Separately baby showers for second babies are just grabby, unless there’s a massive gap and the mum had got rid of all the kit from the first child.

nicoleannette · 31/10/2022 21:45

@TheCraicDealer she does, but I haven't really told her the extent of it. She's aware I've found it difficult.

I think I'm leaning towards saying no for this, really helps getting other perspectives!

OP posts:
Ohhelpicantthinkofaname · 31/10/2022 21:47

Tell her baby showers are a bit tacky, so you’d rather sit this one out.

you don’t have to do anything You don’t want to.
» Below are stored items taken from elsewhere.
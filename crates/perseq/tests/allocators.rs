//! Allocator properties over real buffers: id uniqueness, iteration
//! completeness, and file-size bounds.

use perseq::{
    DirectFileBuffer, DynamicBlockBuffer, FixedBlockBuffer, MemoryBuffer, PersistentBlockBuffer,
    PersistentBuffer, ProtectionLevel,
};
use rand::seq::SliceRandom;
use std::collections::BTreeSet;

fn collect_ids<B: PersistentBlockBuffer>(blocks: &B) -> Vec<u64> {
    let mut cursor = blocks.iterate_block_ids();
    let mut ids = Vec::new();
    while let Some(id) = blocks.next_block_id(&mut cursor).unwrap() {
        ids.push(id);
    }
    ids
}

#[test]
fn fixed_allocator_mass_churn() {
    const TOTAL: u64 = 100_000;
    let mut blocks = FixedBlockBuffer::new(MemoryBuffer::new(), 64);

    let mut live: BTreeSet<u64> = BTreeSet::new();
    for _ in 0..TOTAL {
        let id = blocks.allocate(64).unwrap();
        assert!(live.insert(id), "allocate returned live id {id}");
    }
    assert_eq!(live.len() as u64, TOTAL);
    assert_eq!(collect_ids(&blocks), live.iter().copied().collect::<Vec<_>>());

    // Deallocate a random half.
    let mut rng = rand::thread_rng();
    let mut all: Vec<u64> = live.iter().copied().collect();
    all.shuffle(&mut rng);
    let (dropped, _kept) = all.split_at(all.len() / 2);
    for &id in dropped {
        blocks.deallocate(id).unwrap();
        live.remove(&id);
    }

    // Reallocate the same count; ids must come back unique and live.
    for _ in 0..dropped.len() {
        let id = blocks.allocate(64).unwrap();
        assert!(live.insert(id), "allocate returned live id {id}");
    }
    assert_eq!(live.len() as u64, TOTAL);
    assert_eq!(collect_ids(&blocks), live.iter().copied().collect::<Vec<_>>());
}

#[test]
fn fixed_allocator_persists_across_reopen() {
    let mut blocks = FixedBlockBuffer::new(DirectFileBuffer::temporary().unwrap(), 128);
    let a = blocks.allocate(100).unwrap();
    let b = blocks.allocate(100).unwrap();
    let c = blocks.allocate(100).unwrap();
    blocks.put(b, 0, b"middle").unwrap();
    blocks.deallocate(a).unwrap();
    blocks.barrier(true).unwrap();

    // The free map is implicit in the bitmap: a fresh instance over the
    // same bytes sees the same allocation state.
    let buffer = blocks.into_buffer();
    let mut reopened = FixedBlockBuffer::new(buffer, 128);
    assert_eq!(collect_ids(&reopened), vec![b, c]);
    let mut out = [0u8; 6];
    reopened.get(b, 0, &mut out).unwrap();
    assert_eq!(&out, b"middle");
    // The freed slot is rediscovered by the forward scan.
    assert_eq!(reopened.allocate(1).unwrap(), a);
}

#[test]
fn dynamic_allocator_file_size_bound() {
    let mut blocks = DynamicBlockBuffer::new(DirectFileBuffer::temporary().unwrap()).unwrap();
    let sizes = [7u64, 17, 260, 1025];
    let mut ids = Vec::new();
    for size in sizes {
        ids.push(blocks.allocate(size).unwrap());
    }
    let bound: u64 = sizes
        .iter()
        .map(|s| (s + 1).next_power_of_two())
        .sum::<u64>()
        .next_multiple_of(4096);
    let capacity = blocks.buffer().capacity().unwrap();
    assert!(capacity <= bound, "file grew to {capacity}, bound {bound}");
    assert_eq!(capacity % 4096, 0);

    for id in ids {
        blocks.deallocate(id).unwrap();
    }
    assert!(collect_ids(&blocks).is_empty());
}

#[test]
fn dynamic_allocator_block_ids_are_offsets() {
    let mut blocks = DynamicBlockBuffer::new(MemoryBuffer::new()).unwrap();
    let first = blocks.allocate(24).unwrap();
    assert_eq!(first, 0);
    // The payload begins one header byte past the block start.
    assert_eq!(blocks.block_address(first).unwrap(), 1);
    let second = blocks.allocate(24).unwrap();
    assert_eq!(second % 32, 0, "2^5 block must be 32-byte aligned");
}

#[test]
fn first_allocated_block_iterates_first_after_churn() {
    let mut blocks = DynamicBlockBuffer::new(MemoryBuffer::new()).unwrap();
    let anchor = blocks.allocate(24).unwrap();
    let extra: Vec<u64> = (0..20).map(|_| blocks.allocate(50).unwrap()).collect();
    for id in extra.iter().copied().step_by(2) {
        blocks.deallocate(id).unwrap();
    }
    for _ in 0..5 {
        blocks.allocate(200).unwrap();
    }
    let ids = collect_ids(&blocks);
    assert_eq!(ids[0], anchor);
}

#[test]
fn mixed_buffer_variants_share_format() {
    // Allocation state written through one buffer variant reads back
    // identically through another.
    let dir = tempfile::tempdir().unwrap();
    let path = dir.path().join("shared.dat");
    let (b, payload) = {
        let buffer = DirectFileBuffer::open(&path, ProtectionLevel::Force).unwrap();
        let mut blocks = DynamicBlockBuffer::new(buffer).unwrap();
        let a = blocks.allocate(40).unwrap();
        let b = blocks.allocate(500).unwrap();
        blocks.put(b, 0, b"cross-variant").unwrap();
        blocks.deallocate(a).unwrap();
        blocks.barrier(true).unwrap();
        blocks.close().unwrap();
        (b, b"cross-variant".to_vec())
    };

    let buffer = perseq::MappedBuffer::open(&path, ProtectionLevel::ReadOnly).unwrap();
    let blocks = DynamicBlockBuffer::new(buffer).unwrap();
    assert_eq!(collect_ids(&blocks), vec![b]);
    let mut out = vec![0u8; payload.len()];
    blocks.get(b, 0, &mut out).unwrap();
    assert_eq!(out, payload);
}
SarahAndQuack · 31/10/2022 21:49

No, I think it's absolutely fine to point out it's making you feel more sad about your own situation. I think it's quite thoughtless she even asked, given she knows you've had difficulty.

Magn · 31/10/2022 21:50

Is it meant to be a proper baby shower or just a nice lunch before the baby? I think the second I'd be happy about - all you do is pick a time and place she can do then tell people and do a game or two when they get there (can buy kits online). A full blown party though is a hard pass, especially if it makes you sad working on it

StoneofDestiny · 31/10/2022 21:53

Another American import!

dontputitthere · 31/10/2022 21:59

I'm sorry to hear that. Flowers

Honestly given she knows this I would have no hesitation in saying no

SirB0bby · 31/10/2022 22:18

Thank god baby showers weren't a thing when I had mine!

Cw112 · 01/11/2022 00:07

I think it's fine to tell her that right now it feels like too much especially with the news you got. I'd just tell her you're still trying to process that but you'd be willing to help out if one of her friends takes the lead on it. Tbh it's not something I'd have asked for myself but my friends took it on themselves to plan. So bit weird that she asked.

JanetSally · 01/11/2022 07:31

I think it's cheeky to ask someone to organise your baby shower.

Normandy144 · 01/11/2022 07:37

She's missed the boat unfortunately. Baby shower etiquette is that you don't have them for a second baby (even if she didn't have one for the first one). Tell her now though and then if she really wants to she can ask someone else.

HowVeryBizarre · 01/11/2022 07:38

I think it’s totally ok to say sorry, you just have too much on. Sweeten it by saying you don’t want to stuff it up as you know it’s import to her so she would be better asking someone with better planning skills/time/creative vision if you think she will take it badly.